**** TASK MATERIAL ****

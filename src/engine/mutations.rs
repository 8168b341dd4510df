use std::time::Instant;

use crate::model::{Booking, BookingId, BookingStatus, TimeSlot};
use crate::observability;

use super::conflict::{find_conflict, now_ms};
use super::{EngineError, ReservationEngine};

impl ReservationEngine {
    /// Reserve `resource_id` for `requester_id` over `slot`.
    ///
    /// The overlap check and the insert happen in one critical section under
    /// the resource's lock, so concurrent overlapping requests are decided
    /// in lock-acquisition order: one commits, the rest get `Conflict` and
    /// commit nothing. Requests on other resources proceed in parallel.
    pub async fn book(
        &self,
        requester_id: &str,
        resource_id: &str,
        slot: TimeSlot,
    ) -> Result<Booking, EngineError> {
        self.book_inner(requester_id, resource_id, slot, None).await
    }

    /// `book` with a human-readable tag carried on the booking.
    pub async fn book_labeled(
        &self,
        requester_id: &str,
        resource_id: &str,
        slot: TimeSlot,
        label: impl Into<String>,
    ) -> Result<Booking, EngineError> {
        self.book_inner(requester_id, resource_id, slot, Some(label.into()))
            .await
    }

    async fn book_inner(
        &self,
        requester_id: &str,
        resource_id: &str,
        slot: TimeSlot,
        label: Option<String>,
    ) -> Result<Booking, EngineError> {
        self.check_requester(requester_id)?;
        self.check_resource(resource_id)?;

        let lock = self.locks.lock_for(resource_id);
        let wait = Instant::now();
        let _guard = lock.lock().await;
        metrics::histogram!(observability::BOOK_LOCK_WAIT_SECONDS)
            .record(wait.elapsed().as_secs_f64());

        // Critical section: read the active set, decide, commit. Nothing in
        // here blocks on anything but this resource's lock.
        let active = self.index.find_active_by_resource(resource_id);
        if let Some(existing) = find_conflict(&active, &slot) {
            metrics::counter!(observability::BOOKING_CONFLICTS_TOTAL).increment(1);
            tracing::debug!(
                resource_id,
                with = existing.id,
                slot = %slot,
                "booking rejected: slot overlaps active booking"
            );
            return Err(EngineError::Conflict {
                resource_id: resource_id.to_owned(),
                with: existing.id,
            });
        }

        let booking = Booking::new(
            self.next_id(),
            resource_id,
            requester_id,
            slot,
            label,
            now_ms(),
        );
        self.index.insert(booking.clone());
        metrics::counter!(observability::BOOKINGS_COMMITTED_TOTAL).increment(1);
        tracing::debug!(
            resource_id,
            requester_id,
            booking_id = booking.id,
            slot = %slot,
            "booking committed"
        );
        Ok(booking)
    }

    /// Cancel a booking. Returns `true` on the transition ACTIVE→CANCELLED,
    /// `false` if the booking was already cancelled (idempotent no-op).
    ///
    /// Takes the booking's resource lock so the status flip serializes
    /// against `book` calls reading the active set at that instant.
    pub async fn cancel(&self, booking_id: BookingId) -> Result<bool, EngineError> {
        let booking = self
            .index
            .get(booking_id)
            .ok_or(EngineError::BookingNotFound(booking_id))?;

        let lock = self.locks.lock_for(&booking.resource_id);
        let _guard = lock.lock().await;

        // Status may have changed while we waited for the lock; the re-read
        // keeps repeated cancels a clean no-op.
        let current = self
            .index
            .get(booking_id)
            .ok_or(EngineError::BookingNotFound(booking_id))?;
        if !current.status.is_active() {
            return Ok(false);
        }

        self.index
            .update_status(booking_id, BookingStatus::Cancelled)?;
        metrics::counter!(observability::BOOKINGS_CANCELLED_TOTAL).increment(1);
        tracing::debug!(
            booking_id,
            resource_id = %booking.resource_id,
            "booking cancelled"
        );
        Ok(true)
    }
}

****
**** TASK MATERIAL ****

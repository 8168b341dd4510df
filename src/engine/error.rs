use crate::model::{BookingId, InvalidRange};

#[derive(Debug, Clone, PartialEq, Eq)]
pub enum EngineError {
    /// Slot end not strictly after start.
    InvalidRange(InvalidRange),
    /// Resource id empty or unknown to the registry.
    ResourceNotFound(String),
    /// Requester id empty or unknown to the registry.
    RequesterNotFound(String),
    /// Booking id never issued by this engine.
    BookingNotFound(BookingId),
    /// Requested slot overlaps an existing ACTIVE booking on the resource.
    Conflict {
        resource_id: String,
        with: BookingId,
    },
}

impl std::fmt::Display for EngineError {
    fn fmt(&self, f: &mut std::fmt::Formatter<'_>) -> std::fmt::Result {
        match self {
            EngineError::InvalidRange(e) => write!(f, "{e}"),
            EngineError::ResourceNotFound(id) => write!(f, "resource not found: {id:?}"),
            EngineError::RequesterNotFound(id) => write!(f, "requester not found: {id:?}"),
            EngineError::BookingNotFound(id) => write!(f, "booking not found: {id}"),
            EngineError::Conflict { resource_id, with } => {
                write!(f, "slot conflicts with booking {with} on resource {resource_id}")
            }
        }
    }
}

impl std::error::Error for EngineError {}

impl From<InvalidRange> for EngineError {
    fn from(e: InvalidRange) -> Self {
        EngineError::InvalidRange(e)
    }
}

****

→ **WORK TO BE COMPLETED**
The entries above hold a line with "if let Some(existing)" and a later line with "rejected: slot overlaps". Write out exactly those lines and all lines between, nothing more.

→ **SOLUTION BELOW**
        if let Some(existing) = find_conflict(&active, &slot) {
            metrics::counter!(observability::BOOKING_CONFLICTS_TOTAL).increment(1);
            tracing::debug!(
                resource_id,
                with = existing.id,
                slot = %slot,
                "booking rejected: slot overlaps active booking"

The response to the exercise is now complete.